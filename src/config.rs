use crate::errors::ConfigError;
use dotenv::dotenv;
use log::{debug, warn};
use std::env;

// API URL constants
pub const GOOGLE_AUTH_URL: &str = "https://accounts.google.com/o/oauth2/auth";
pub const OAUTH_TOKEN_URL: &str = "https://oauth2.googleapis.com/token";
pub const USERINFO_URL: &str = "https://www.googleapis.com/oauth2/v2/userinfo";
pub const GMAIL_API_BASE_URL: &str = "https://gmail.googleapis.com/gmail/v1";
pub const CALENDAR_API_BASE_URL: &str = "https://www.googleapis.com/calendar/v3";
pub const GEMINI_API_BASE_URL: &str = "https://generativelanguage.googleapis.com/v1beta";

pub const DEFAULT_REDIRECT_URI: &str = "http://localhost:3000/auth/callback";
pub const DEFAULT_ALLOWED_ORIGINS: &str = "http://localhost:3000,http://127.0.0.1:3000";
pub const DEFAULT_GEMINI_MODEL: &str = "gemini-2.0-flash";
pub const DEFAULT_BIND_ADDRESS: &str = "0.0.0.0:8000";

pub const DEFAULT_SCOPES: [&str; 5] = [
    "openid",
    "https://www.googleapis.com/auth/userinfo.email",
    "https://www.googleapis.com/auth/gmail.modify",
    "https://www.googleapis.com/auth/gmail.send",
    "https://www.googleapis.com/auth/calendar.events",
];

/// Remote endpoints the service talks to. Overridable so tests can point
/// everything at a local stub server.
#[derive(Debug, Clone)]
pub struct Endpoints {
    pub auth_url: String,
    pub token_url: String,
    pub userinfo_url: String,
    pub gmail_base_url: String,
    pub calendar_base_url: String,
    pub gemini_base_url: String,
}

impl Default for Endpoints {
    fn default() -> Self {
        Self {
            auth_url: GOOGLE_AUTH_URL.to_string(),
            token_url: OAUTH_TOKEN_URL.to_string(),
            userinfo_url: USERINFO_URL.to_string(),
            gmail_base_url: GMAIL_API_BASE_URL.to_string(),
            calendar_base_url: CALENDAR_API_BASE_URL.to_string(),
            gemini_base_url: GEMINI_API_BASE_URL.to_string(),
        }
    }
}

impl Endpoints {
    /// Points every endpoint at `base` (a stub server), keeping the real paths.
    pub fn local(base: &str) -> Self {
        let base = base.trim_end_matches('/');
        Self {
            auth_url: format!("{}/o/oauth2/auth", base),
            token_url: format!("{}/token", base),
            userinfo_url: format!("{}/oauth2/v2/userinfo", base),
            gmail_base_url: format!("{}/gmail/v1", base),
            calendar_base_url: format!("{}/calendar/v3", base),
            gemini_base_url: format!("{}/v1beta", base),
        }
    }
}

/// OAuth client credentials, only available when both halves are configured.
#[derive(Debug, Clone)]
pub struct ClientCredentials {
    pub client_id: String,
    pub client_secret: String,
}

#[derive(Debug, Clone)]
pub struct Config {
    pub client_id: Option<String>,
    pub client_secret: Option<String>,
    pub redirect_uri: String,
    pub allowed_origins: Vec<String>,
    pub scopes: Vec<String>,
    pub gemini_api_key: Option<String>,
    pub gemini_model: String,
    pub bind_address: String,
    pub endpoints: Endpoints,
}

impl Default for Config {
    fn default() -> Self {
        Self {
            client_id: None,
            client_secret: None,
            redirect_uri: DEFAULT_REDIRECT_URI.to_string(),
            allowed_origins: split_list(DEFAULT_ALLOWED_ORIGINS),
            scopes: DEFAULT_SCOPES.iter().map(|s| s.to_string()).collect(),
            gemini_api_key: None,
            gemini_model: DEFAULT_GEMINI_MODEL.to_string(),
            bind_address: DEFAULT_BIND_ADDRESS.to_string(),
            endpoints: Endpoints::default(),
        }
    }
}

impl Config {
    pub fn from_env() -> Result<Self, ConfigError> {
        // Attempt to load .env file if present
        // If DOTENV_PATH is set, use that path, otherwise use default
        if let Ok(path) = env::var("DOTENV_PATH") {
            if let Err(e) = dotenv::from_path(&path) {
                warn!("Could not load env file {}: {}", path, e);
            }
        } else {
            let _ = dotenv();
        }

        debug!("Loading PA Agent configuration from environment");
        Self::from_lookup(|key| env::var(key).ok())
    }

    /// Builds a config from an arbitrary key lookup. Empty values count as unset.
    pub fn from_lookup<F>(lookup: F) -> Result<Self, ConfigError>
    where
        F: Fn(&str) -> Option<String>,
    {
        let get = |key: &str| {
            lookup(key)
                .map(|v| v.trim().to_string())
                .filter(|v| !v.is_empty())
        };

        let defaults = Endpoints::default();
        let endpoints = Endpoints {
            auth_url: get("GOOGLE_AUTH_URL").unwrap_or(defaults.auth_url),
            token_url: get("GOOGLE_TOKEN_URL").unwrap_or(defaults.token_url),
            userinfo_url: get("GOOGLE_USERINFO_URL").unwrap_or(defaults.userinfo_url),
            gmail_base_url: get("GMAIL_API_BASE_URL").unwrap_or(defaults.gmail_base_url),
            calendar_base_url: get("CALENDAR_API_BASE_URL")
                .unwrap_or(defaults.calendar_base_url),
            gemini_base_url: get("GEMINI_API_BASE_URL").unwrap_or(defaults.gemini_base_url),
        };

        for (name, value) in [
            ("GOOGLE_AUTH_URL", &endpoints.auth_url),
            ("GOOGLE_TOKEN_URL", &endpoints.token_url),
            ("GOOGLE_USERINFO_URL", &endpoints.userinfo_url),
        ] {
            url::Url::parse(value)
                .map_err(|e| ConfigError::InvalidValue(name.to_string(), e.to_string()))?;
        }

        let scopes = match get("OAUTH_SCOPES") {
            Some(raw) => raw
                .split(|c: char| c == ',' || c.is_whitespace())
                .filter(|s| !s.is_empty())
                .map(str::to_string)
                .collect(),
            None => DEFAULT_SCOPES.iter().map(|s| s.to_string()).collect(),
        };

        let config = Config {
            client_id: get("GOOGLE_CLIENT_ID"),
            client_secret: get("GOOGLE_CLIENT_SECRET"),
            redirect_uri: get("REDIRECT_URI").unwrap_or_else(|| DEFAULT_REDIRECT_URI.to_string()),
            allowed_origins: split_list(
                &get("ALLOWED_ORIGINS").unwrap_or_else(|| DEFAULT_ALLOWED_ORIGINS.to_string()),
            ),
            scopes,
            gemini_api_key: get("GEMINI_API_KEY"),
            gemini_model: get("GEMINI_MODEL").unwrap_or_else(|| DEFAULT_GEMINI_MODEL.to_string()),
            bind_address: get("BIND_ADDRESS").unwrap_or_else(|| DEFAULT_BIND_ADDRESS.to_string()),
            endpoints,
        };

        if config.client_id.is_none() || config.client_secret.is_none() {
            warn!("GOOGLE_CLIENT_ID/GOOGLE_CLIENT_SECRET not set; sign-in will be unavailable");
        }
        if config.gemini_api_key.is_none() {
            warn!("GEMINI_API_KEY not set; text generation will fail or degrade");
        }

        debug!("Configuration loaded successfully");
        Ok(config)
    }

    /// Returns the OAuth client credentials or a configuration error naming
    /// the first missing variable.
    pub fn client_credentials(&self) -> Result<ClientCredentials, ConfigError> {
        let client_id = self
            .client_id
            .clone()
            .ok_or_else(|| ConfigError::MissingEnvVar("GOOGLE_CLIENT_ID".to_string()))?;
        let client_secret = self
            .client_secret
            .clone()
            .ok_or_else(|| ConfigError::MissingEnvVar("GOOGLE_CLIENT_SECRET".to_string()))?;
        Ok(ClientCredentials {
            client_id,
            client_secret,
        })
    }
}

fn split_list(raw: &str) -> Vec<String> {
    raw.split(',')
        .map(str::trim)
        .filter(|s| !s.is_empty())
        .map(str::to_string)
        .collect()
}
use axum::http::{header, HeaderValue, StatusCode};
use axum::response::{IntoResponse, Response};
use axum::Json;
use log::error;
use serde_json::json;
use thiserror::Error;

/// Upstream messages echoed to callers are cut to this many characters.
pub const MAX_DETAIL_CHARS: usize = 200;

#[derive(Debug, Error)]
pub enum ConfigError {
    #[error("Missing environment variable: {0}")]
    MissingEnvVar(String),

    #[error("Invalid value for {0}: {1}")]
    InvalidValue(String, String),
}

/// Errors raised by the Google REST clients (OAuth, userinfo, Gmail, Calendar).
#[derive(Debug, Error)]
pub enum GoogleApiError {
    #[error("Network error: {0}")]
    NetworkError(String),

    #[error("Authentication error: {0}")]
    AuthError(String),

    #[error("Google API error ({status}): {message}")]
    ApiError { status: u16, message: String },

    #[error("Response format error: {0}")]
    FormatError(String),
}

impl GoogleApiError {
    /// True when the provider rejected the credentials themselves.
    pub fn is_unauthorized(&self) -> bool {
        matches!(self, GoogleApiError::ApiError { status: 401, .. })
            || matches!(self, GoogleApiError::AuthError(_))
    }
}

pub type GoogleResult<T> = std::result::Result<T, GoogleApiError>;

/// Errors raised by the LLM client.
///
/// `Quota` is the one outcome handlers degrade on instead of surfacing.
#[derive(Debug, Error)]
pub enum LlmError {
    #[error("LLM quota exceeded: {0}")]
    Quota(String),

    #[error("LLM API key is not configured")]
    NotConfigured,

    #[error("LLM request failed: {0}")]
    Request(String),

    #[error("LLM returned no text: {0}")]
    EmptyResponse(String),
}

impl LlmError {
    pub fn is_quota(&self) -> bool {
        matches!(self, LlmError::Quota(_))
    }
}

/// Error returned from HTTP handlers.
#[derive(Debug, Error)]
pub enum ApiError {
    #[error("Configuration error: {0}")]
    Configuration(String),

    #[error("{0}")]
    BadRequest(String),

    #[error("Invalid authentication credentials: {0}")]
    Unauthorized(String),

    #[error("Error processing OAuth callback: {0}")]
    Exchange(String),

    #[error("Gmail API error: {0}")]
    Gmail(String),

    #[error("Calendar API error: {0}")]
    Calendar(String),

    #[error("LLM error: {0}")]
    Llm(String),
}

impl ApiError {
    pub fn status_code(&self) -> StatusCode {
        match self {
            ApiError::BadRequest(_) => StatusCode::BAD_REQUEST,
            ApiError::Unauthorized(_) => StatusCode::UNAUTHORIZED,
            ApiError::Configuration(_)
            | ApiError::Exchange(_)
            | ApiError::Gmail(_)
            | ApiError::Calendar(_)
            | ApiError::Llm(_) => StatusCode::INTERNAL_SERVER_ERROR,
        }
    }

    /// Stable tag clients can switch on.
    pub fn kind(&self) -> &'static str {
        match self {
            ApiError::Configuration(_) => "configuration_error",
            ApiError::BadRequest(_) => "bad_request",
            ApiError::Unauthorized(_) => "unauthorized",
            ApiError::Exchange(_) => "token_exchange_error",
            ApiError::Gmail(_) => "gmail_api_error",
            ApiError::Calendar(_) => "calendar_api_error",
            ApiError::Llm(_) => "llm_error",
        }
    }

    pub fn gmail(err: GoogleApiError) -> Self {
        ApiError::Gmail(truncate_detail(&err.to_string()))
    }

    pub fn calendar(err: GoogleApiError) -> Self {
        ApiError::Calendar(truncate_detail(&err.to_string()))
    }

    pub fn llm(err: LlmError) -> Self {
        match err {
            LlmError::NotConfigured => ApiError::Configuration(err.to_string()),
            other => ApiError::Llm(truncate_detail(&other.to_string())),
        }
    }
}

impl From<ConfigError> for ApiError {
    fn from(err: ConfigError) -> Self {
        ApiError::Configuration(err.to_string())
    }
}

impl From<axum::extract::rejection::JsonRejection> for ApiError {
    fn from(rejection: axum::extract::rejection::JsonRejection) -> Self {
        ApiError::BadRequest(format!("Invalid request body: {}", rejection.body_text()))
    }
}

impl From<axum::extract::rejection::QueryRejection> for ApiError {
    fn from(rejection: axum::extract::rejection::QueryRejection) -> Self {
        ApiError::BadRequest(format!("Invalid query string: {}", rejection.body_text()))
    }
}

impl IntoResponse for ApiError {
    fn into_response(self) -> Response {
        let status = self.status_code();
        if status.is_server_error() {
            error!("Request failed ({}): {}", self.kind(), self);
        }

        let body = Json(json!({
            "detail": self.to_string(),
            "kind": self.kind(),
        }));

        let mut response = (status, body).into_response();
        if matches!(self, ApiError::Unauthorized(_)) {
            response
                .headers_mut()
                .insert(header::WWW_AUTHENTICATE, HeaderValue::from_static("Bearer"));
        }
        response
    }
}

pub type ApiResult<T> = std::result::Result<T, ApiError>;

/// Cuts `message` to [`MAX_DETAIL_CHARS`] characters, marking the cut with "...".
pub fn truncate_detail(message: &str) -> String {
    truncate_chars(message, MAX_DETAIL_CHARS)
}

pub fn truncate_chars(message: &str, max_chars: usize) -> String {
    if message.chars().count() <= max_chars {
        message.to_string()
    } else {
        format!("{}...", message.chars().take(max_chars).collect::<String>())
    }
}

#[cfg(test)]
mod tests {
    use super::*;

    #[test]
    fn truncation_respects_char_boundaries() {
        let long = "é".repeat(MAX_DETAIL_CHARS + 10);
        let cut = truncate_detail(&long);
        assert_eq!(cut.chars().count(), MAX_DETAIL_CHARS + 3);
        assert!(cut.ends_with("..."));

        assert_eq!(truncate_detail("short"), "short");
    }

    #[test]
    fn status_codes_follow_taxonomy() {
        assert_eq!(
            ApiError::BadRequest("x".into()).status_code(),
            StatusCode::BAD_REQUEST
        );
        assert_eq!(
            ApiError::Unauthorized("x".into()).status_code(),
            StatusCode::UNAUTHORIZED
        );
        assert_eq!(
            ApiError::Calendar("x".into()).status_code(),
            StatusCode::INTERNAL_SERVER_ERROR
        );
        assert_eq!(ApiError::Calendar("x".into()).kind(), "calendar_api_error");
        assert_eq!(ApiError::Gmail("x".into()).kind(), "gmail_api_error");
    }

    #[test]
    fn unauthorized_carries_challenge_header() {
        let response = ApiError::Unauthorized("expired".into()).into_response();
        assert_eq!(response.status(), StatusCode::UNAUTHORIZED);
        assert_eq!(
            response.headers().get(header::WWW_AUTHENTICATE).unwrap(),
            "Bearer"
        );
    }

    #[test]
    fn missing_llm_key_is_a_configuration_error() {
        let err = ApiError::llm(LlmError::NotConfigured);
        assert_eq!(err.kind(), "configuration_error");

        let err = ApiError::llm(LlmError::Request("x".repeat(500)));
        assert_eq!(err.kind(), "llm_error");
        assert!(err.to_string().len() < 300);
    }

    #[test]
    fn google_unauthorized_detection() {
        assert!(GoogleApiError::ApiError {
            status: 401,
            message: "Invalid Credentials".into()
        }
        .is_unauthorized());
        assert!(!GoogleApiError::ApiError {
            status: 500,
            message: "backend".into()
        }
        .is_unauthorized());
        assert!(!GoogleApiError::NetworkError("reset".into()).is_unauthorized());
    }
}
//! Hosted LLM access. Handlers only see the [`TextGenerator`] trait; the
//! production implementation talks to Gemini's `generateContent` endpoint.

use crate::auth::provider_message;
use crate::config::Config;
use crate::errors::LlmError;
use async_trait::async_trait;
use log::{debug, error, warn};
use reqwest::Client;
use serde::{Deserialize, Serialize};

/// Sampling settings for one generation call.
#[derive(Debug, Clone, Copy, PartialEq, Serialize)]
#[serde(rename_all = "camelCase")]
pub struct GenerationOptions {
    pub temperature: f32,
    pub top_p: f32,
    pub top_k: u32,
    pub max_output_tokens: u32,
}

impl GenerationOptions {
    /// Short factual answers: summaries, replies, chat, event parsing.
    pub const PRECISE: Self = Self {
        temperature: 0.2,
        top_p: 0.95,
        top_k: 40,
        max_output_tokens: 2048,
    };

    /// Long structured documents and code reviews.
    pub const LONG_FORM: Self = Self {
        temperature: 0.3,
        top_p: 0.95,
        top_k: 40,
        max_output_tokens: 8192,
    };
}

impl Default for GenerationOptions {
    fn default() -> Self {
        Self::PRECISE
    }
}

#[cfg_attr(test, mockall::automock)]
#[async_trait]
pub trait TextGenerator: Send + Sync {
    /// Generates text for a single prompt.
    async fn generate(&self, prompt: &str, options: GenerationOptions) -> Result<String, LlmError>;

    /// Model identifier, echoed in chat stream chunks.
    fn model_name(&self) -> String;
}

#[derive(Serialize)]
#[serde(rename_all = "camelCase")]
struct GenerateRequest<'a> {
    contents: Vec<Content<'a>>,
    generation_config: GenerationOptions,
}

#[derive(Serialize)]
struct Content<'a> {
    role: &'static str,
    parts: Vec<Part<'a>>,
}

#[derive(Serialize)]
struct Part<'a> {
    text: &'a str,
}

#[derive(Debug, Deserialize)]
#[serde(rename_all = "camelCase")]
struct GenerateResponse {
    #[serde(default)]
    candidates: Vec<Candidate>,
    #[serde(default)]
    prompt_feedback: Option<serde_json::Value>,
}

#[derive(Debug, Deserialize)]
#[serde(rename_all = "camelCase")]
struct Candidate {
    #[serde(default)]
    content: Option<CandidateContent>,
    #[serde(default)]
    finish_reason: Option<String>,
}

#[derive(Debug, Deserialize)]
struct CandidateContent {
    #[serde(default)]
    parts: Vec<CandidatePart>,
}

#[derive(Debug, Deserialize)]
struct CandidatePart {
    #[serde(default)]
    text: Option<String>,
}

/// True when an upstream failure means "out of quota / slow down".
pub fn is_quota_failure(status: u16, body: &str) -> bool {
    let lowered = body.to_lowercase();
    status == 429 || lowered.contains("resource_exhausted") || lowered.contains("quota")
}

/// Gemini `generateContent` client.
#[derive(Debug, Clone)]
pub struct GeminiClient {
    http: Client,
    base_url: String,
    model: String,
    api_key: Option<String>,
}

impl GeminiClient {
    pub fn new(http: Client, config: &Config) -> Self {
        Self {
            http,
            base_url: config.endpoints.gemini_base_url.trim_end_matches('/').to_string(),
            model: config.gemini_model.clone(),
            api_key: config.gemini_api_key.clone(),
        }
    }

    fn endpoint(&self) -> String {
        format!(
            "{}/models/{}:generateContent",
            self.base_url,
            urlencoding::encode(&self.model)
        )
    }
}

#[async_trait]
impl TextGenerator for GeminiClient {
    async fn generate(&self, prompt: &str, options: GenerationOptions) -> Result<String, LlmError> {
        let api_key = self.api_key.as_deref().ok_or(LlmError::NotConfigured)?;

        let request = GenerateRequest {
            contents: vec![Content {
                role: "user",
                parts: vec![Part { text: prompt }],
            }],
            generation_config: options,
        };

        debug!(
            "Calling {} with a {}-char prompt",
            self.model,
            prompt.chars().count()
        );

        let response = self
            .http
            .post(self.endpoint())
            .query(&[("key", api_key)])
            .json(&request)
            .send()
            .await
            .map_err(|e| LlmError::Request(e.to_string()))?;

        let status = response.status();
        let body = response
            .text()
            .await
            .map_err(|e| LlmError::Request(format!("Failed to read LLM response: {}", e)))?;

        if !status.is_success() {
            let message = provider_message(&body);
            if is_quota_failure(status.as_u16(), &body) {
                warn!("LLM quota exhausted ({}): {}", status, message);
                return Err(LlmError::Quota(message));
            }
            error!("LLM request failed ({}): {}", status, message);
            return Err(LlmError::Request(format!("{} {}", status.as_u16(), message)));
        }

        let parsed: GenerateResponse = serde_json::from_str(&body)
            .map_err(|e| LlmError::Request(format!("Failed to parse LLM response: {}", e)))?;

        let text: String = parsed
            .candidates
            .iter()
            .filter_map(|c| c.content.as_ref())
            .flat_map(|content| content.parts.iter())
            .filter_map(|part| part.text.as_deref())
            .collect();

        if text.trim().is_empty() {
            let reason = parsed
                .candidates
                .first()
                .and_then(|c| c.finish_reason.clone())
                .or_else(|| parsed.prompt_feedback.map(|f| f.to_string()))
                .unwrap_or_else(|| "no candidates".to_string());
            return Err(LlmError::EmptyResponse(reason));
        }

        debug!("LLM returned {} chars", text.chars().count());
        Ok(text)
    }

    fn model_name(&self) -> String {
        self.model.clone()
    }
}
• • • • • • •
Work to be completed: Nothing but a number is wanted here: how many lines of the material contain the string "MissingEnvVar".

Reply: 3